A Companion To The End
By Robert Lerose
Published January 5, 2022 By The Rutgers University Alumni Association
Linda Bryce was an 18-year-old volunteer at a hospital in New Brunswick, New Jersey, when she was given a list of patients to spend time with—but no specifics about them. When she arrived at the bedside of one older gentleman, his first words to her were, “You know, I am dying.”

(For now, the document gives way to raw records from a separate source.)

//! Router setup and configuration.

use axum::{
    Router,
    routing::{get, post},
};
use tower_http::cors::CorsLayer;
use tower_http::request_id::{MakeRequestUuid, PropagateRequestIdLayer, SetRequestIdLayer};
use tower_http::trace::TraceLayer;

use crate::api::handlers::{card, health};
use crate::api::state::AppState;

/// Create the main application router.
pub fn create_router(state: AppState) -> Router {
    // Health and metrics routes
    let mut health_routes = Router::new()
        .route("/health", get(health::health))
        .route("/ready", get(health::ready));

    if state.config.observability.metrics_enabled {
        health_routes = health_routes.route(
            &state.config.observability.metrics_path,
            get(health::metrics),
        );
    }

    // Card number routes
    let card_routes = Router::new()
        .route("/validate", get(card::validate).post(card::validate_batch))
        .route("/generate", get(card::generate))
        .route("/generate/custom", get(card::generate_custom))
        .route("/check-digit", get(card::check_digit))
        .route("/profiles", get(card::list_profiles));

    // Browser tools call these endpoints cross-origin.
    Router::new()
        .merge(health_routes)
        .nest("/v1/card", card_routes)
        .layer(PropagateRequestIdLayer::x_request_id())
        .layer(TraceLayer::new_for_http())
        .layer(SetRequestIdLayer::x_request_id(MakeRequestUuid))
        .layer(CorsLayer::permissive())
        .with_state(state)
}

#[cfg(test)]
mod tests {
    use std::sync::Arc;

    use axum::body::{Body, to_bytes};
    use axum::http::{Request, StatusCode};
    use serde_json::Value;
    use tower::ServiceExt;

    use super::*;
    use crate::config::AppConfig;

    fn app() -> Router {
        let state = AppState::new(Arc::new(AppConfig::default()), None).unwrap();
        create_router(state)
    }

    async fn get_json(uri: &str) -> (StatusCode, Value) {
        let response = app()
            .oneshot(Request::get(uri).body(Body::empty()).unwrap())
            .await
            .unwrap();
        let status = response.status();
        let bytes = to_bytes(response.into_body(), usize::MAX).await.unwrap();
        (status, serde_json::from_slice(&bytes).unwrap())
    }

    #[tokio::test]
    async fn test_validate_route() {
        let (status, body) = get_json("/v1/card/validate?number=49927398716").await;
        assert_eq!(status, StatusCode::OK);
        assert_eq!(body["code"], 0);
        assert_eq!(body["data"]["valid"], true);
    }

    #[tokio::test]
    async fn test_generate_route_rejects_zero_count() {
        let (status, body) = get_json("/v1/card/generate?type=visa&count=0").await;
        assert_eq!(status, StatusCode::BAD_REQUEST);
        assert_eq!(body["code"], 3003);
        assert!(body["data"].is_null());
    }

    #[tokio::test]
    async fn test_request_id_is_propagated() {
        let response = app()
            .oneshot(Request::get("/health").body(Body::empty()).unwrap())
            .await
            .unwrap();
        assert!(response.headers().contains_key("x-request-id"));
    }

    #[tokio::test]
    async fn test_metrics_route_without_recorder() {
        let (status, body) = get_json("/metrics").await;
        assert_eq!(status, StatusCode::INTERNAL_SERVER_ERROR);
        assert_eq!(body["code"], 5002);
    }

    #[tokio::test]
    async fn test_missing_params_report_missing_param_code() {
        let (status, body) = get_json("/v1/card/generate").await;
        assert_eq!(status, StatusCode::BAD_REQUEST);
        assert_eq!(body["code"], 3002);

        let (status, body) = get_json("/v1/card/generate/custom?prefix=4").await;
        assert_eq!(status, StatusCode::BAD_REQUEST);
        assert_eq!(body["code"], 3002);
    }
}
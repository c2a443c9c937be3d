//! API layer module.
//!
//! HTTP handlers and routing for the card worker.

pub mod handlers;
pub mod router;
pub mod state;

pub use router::create_router;
pub use state::AppState;
pub mod api;
pub mod catalog;
pub mod econ;
pub mod model;
pub mod sync;
pub mod util;

pub mod prelude {
    pub use crate::api::{AppState, start_server};
    pub use crate::catalog::Catalog;
    pub use crate::econ::{
        Ledger, MessageBoard, NotificationInbox, PenaltyEngine, PenaltyOutcome, ProfileError,
        ProfilePatch, ProfileStore, PurchaseEngine, PurchaseError, RankTier, ReportEngine,
        ReportError,
    };
    pub use crate::model::{
        DailyReport, GroupId, ItemId, ItemKind, LedgerTree, Message, UserId, UserProfile,
    };
    pub use crate::sync::{
        MemoryTransport, RedisTransport, ReplicaTransport, SyncCoordinator, SyncHandle,
    };
}
pub mod env;
pub mod trace;

pub use env::{Env, EnvError};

Shaken and unprepared, Bryce DC’72, NLAW’75 hurried through the visit and stopped volunteering for this duty. At the time, she admits, she could not look death in the face. Today, though, she is a certified end-of-life doula who embraces guiding the journeys of those on the threshold.
A higher calling
Bryce’s life journey has taken her through some pivotal episodes in history. The civil rights movement and other cultural upheavals of the early 1970s stirred something in Bryce while she attended Douglass College. She enrolled in the School of Law in Newark because of its strong social justice commitment and focused on health law. After graduating, Bryce enlisted with VISTA—Volunteers in Service to America, conceived by President John F. Kennedy and now known as AmeriCorps—and worked for 20 years throughout Indiana, representing migrant farmworkers, bringing legal services to rural areas, and giving legal education workshops for laypeople.
While the work was rewarding, she began to feel a spiritual calling. “I wondered if I was being pulled to work in a more specifically religious place or job,” Bryce says. She started working with the Indiana Catholic Conference, writing position papers on health issues and dropping in at nursing homes with her young daughter in tow, asking to visit anybody who was alone.
After she and her husband moved back to the East Coast in the late 1990s, she pursued a master’s degree in Jewish-Christian studies at Seton Hall University, and they eventually moved to Pennsylvania, where their daughter attended college. Bryce began teaching courses on the Holocaust at Penn State and realized it was also an opportunity to explore death, dying, and grief. Her early experience with the dying patient “had to have influenced me on some level, either to begin a particular journey or to awaken in me a remembrance of a journey I decided to take in this life,” she says.
Then in 2015, Bryce found herself once again spending time with a terminally ill patient: her husband. While at his bedside during the last days of his life, she began to sing to him. She had long sung in choral groups, so singing to him felt natural. But she was “unfamiliar with doulaing or that it was a ‘thing,’” she says.
Following the death of her favorite aunt a few months later, Bryce saw an ad for and joined the local chapter of Threshold Choir International, an organization of volunteers who sing at the bedsides of the dying, and she began studying up on the death doula movement.
Being there
Death doulas provide a range of nonmedical services, such as sitting vigil with the dying, helping them write letters to their survivors, and supporting their emotional and spiritual needs. The International End of Life Doula Association provides training and certification (which requires direct work with dying individuals), but Bryce believes that official instruction isn’t necessary. In her book The Courage to Care: Being Fully Present with the Dying (Capucia Publishing, 2021), she shares her experiences of helping others make the journey from illness through decline and finally to death. “You need to be willing to lean into suffering, to be there with someone—not try to fix anything and not judge, but to be a companion on the road,” she says.
For example, staying in touch with a phone call or a visit lets the person know that they are valued. Reflecting on what the other person is losing can offer new perspectives, Bryce says. “You’re more than just this ill or dying person in front of me. You have a life. You had a life. You had accomplishments. You were part of my life, so why not continue being present to each other?”
Just as we plan things like vacations, Bryce encourages people to plan for what she calls “a good death”—that is, a death that affirms our values, beliefs, and what matters most to us. Such planning can allow us to pass along life lessons or address unfinished business.
“Dying is just a part of life, from first breath to last breath,” Bryce says. “Death is not to be scared of. I use the word scared because when you flip those two letters, you get the word sacred. Seeing the sacredness highlights the preciousness of life.”